Top of PROVIDED INFORMATION
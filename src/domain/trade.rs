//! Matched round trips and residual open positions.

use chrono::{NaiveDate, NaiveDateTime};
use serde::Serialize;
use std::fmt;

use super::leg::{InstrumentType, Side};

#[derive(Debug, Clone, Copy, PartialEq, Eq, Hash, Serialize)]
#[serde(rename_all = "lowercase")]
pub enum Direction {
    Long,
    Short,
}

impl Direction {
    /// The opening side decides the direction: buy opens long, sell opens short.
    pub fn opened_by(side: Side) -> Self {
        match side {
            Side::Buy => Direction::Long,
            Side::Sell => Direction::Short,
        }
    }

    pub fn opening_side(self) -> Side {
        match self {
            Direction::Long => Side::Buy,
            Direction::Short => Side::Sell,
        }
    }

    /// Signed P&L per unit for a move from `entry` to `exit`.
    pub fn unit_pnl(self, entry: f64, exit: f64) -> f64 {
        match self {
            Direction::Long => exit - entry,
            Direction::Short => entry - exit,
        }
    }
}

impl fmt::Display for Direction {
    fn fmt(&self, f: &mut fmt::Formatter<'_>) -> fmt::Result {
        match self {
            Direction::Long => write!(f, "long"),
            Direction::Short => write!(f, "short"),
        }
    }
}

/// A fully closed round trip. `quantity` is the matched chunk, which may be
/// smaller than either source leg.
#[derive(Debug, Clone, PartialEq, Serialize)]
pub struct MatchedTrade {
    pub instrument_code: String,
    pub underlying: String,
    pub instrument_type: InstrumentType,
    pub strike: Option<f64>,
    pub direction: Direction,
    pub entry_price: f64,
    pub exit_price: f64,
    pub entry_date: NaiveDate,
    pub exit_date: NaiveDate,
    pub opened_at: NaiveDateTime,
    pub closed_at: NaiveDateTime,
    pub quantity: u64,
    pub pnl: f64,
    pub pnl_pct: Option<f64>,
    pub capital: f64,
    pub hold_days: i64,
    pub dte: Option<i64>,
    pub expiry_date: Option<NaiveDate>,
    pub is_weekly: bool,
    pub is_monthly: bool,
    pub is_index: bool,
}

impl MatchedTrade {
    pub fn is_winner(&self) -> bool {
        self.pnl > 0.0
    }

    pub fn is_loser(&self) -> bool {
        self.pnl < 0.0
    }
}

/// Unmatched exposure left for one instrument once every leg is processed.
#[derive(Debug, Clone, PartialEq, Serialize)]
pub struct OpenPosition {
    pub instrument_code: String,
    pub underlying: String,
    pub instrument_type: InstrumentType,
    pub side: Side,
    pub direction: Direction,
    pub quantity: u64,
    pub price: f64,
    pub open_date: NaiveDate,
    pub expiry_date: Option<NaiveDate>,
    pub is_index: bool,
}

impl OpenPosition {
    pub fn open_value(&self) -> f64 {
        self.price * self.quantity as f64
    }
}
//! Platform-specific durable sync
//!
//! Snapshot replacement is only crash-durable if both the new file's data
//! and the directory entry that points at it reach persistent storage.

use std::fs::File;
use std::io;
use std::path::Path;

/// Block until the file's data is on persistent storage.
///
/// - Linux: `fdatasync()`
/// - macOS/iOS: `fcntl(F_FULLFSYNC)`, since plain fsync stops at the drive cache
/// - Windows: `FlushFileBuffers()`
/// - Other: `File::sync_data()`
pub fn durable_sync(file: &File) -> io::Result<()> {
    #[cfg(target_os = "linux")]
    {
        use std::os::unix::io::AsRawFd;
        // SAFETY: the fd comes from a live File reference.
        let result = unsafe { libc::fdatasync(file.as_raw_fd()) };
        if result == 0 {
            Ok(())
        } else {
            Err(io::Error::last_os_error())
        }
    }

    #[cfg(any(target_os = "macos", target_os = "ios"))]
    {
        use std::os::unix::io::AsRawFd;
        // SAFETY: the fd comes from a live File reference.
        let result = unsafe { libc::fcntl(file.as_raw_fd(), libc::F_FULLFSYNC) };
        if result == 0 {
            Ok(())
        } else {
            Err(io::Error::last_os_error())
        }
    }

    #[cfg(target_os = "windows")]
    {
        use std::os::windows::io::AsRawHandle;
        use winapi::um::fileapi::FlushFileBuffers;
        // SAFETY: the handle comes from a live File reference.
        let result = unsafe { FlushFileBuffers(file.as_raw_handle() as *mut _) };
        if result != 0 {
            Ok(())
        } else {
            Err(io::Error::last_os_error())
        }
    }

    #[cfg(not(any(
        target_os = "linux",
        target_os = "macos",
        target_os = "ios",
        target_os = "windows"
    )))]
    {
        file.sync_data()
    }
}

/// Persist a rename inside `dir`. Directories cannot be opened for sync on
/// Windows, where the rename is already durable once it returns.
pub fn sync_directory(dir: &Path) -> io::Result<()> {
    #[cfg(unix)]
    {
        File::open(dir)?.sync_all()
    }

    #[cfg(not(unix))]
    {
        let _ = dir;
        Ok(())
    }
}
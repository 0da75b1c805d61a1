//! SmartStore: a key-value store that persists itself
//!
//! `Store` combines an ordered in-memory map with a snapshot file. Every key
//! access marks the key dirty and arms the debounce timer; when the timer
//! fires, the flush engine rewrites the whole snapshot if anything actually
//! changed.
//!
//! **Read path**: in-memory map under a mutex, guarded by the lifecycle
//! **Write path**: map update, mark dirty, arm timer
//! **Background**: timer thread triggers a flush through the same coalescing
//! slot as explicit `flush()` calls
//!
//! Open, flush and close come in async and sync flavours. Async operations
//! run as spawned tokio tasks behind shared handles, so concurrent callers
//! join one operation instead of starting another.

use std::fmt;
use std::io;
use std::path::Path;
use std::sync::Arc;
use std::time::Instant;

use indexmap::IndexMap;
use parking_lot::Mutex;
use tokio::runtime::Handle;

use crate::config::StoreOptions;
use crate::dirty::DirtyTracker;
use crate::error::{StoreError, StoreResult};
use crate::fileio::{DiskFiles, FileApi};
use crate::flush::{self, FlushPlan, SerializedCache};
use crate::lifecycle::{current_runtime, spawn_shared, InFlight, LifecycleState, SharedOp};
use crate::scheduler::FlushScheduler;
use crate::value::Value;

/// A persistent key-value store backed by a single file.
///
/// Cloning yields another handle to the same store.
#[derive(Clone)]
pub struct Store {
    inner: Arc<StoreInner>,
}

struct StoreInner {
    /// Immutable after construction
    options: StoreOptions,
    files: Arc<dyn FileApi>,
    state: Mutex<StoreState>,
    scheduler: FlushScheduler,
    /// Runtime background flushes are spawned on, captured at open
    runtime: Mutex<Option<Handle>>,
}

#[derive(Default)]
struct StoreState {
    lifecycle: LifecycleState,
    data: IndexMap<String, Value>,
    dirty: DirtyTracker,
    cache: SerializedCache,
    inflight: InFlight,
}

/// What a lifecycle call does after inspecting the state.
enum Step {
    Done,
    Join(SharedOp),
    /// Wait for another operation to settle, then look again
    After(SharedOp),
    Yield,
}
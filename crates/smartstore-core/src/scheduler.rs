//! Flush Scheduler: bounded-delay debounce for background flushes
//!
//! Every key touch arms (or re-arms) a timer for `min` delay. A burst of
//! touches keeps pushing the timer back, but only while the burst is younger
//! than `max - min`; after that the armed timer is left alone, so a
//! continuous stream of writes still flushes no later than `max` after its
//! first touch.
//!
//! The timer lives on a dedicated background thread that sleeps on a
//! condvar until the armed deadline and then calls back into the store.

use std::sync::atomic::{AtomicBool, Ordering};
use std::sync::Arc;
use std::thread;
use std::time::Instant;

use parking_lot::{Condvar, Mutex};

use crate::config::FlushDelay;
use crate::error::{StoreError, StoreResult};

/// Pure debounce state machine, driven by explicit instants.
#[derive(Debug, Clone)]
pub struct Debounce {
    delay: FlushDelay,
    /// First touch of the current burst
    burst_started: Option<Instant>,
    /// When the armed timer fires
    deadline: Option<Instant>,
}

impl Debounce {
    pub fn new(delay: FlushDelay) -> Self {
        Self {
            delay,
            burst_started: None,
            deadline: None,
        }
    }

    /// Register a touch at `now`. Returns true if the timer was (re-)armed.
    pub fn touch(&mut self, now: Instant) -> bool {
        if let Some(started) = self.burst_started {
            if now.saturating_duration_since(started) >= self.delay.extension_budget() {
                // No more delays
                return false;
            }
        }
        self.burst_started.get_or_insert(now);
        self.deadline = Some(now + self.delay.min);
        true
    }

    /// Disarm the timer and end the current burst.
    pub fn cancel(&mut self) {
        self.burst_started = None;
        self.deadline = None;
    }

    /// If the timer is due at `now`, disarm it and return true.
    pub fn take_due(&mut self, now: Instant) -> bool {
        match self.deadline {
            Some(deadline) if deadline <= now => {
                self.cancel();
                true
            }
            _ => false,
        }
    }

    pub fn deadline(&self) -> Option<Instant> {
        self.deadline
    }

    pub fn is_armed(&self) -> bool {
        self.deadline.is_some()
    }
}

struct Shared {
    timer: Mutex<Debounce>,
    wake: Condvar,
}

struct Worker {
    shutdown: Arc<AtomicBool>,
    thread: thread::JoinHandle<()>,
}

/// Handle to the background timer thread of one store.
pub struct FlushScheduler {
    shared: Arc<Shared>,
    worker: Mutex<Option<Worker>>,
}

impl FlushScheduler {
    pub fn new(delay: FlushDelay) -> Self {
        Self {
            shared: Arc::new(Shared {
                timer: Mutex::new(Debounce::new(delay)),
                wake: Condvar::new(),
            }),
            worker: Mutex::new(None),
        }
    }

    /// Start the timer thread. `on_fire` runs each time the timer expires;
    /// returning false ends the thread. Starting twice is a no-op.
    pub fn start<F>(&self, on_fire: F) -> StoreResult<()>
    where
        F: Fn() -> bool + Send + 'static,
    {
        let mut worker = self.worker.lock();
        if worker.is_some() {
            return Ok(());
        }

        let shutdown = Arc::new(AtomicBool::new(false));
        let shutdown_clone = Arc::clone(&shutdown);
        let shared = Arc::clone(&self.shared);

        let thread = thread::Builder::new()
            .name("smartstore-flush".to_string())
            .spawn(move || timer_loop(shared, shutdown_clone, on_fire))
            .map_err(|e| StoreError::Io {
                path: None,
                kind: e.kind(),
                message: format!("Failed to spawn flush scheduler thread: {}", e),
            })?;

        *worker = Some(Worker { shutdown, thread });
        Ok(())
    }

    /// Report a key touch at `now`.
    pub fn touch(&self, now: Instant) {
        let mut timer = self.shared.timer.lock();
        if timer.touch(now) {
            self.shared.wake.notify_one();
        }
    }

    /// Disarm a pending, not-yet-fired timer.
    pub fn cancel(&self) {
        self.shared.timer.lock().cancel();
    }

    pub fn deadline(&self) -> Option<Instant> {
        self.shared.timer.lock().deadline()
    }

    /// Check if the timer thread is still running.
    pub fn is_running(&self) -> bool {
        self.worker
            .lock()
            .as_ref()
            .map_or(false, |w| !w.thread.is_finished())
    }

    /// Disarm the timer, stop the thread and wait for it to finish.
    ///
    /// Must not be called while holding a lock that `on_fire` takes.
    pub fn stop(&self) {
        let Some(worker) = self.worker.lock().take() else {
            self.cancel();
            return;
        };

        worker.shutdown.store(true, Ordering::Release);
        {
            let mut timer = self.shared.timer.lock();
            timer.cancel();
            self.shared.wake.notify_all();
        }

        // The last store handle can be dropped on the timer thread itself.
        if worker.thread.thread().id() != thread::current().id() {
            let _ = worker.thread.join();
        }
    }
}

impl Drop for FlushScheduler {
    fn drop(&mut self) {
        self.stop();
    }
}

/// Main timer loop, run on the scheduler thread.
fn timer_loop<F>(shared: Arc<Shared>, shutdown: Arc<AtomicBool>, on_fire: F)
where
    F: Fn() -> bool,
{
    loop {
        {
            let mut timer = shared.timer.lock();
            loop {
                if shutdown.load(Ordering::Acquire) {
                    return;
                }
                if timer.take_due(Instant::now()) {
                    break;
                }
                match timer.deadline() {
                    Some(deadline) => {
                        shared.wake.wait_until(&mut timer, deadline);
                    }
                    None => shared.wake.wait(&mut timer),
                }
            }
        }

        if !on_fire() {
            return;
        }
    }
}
Bottom of PROVIDED INFORMATION
(PROBLEM REQUIREMENTS):
Please output exactly the lines between the one holding "the same coalescing" and the one holding "so concurrent callers" in the records above, inclusive, and nothing more.

(OUTPUT FOR THIS EXERCISE):
//! **Background**: timer thread triggers a flush through the same coalescing
//! slot as explicit `flush()` calls
//!
//! Open, flush and close come in async and sync flavours. Async operations
//! run as spawned tokio tasks behind shared handles, so concurrent callers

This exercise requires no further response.